Work item
The answer is every line in the data below that contains the word "ImageGenerator".

Data for this task

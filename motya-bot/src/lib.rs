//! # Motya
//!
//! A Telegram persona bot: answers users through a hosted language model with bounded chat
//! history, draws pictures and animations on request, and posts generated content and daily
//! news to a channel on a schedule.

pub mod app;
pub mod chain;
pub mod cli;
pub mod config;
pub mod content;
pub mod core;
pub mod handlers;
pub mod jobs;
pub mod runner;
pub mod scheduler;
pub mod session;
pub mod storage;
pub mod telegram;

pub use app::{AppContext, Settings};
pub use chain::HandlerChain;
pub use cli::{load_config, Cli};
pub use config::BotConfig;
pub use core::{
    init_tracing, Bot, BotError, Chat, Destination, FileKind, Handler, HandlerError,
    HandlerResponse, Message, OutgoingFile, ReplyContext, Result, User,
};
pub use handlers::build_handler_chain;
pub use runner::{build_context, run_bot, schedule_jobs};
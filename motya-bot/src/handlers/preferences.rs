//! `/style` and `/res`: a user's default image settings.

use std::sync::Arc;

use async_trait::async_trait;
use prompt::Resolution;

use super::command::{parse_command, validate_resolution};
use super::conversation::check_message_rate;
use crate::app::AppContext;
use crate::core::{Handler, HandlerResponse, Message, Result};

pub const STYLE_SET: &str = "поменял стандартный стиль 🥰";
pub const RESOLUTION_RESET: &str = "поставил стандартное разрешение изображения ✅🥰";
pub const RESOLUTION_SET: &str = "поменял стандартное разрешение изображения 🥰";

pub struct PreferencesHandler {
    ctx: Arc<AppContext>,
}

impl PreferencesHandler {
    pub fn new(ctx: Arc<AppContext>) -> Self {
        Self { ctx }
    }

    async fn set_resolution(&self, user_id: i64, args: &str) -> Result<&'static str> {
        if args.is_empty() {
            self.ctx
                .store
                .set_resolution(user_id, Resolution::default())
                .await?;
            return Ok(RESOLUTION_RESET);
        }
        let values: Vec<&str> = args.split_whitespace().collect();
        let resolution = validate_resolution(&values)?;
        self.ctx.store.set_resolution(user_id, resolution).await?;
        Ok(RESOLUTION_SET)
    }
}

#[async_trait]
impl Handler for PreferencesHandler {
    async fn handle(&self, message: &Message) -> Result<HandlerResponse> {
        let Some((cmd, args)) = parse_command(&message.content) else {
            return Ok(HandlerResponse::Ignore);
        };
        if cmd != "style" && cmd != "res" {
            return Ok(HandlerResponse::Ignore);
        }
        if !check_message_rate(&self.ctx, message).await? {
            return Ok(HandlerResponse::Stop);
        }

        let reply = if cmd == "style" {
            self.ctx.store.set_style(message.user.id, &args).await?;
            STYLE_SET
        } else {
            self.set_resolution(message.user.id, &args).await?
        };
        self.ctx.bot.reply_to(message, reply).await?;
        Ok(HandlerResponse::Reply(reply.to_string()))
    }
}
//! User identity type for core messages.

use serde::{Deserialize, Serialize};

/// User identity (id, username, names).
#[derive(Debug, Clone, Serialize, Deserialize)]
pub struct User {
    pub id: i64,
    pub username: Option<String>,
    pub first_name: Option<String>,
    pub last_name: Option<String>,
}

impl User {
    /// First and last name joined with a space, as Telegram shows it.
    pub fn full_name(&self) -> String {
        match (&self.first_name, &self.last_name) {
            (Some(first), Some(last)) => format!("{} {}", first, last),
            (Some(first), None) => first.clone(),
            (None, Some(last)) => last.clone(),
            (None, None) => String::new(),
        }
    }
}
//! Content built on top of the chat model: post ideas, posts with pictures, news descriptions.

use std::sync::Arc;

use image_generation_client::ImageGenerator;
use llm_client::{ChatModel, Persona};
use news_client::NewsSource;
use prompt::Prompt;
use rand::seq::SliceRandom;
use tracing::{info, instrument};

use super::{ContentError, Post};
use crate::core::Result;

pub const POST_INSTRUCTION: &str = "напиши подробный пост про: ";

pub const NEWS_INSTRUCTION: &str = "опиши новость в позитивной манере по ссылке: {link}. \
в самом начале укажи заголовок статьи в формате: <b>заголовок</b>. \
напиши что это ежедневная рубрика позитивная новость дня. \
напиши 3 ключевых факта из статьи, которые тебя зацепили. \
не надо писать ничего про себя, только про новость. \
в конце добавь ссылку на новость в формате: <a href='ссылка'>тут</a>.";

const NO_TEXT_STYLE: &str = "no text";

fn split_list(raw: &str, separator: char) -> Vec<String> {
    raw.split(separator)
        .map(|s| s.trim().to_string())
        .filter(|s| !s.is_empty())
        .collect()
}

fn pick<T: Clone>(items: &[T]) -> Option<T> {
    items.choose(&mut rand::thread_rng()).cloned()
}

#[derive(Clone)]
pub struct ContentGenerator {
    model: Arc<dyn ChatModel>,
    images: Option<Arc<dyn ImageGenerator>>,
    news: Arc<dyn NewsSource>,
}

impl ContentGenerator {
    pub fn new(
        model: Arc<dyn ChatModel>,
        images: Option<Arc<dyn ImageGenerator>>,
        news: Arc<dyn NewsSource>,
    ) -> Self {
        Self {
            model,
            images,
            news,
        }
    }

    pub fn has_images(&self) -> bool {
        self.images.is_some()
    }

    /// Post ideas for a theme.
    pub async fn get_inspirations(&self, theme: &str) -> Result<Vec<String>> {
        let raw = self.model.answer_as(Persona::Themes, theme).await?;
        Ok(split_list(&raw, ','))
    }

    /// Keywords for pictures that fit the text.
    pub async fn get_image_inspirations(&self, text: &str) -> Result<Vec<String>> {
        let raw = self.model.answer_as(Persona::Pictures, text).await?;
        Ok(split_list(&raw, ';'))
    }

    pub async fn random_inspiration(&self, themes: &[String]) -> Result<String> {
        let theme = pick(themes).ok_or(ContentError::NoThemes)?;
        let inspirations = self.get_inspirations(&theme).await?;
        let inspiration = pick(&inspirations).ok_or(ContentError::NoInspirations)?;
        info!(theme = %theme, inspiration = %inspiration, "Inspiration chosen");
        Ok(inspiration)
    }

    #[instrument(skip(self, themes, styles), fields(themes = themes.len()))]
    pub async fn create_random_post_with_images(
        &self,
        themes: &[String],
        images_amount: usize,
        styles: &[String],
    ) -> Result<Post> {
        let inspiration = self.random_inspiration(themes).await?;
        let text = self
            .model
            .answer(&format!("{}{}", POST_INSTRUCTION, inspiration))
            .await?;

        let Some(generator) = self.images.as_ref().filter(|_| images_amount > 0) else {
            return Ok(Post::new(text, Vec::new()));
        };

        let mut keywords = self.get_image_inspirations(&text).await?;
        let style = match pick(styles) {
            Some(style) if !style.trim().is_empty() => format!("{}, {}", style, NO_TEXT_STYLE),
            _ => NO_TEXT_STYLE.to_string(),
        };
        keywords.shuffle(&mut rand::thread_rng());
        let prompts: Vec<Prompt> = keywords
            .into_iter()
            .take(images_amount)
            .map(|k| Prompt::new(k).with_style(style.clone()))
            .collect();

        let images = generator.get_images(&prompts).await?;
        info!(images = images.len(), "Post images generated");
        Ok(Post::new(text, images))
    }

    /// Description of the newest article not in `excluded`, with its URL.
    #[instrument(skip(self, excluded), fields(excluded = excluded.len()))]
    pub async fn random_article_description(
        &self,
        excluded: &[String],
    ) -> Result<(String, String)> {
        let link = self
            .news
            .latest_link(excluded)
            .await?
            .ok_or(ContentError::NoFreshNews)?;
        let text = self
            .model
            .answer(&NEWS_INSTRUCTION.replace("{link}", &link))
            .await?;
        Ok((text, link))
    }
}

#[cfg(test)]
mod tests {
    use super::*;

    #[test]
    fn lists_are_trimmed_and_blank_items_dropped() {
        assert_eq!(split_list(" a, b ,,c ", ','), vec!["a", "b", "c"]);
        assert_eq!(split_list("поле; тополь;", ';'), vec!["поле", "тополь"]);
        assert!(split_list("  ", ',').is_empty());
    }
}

Exercise response
use image_generation_client::ImageGenerator;
    images: Option<Arc<dyn ImageGenerator>>,
        images: Option<Arc<dyn ImageGenerator>>,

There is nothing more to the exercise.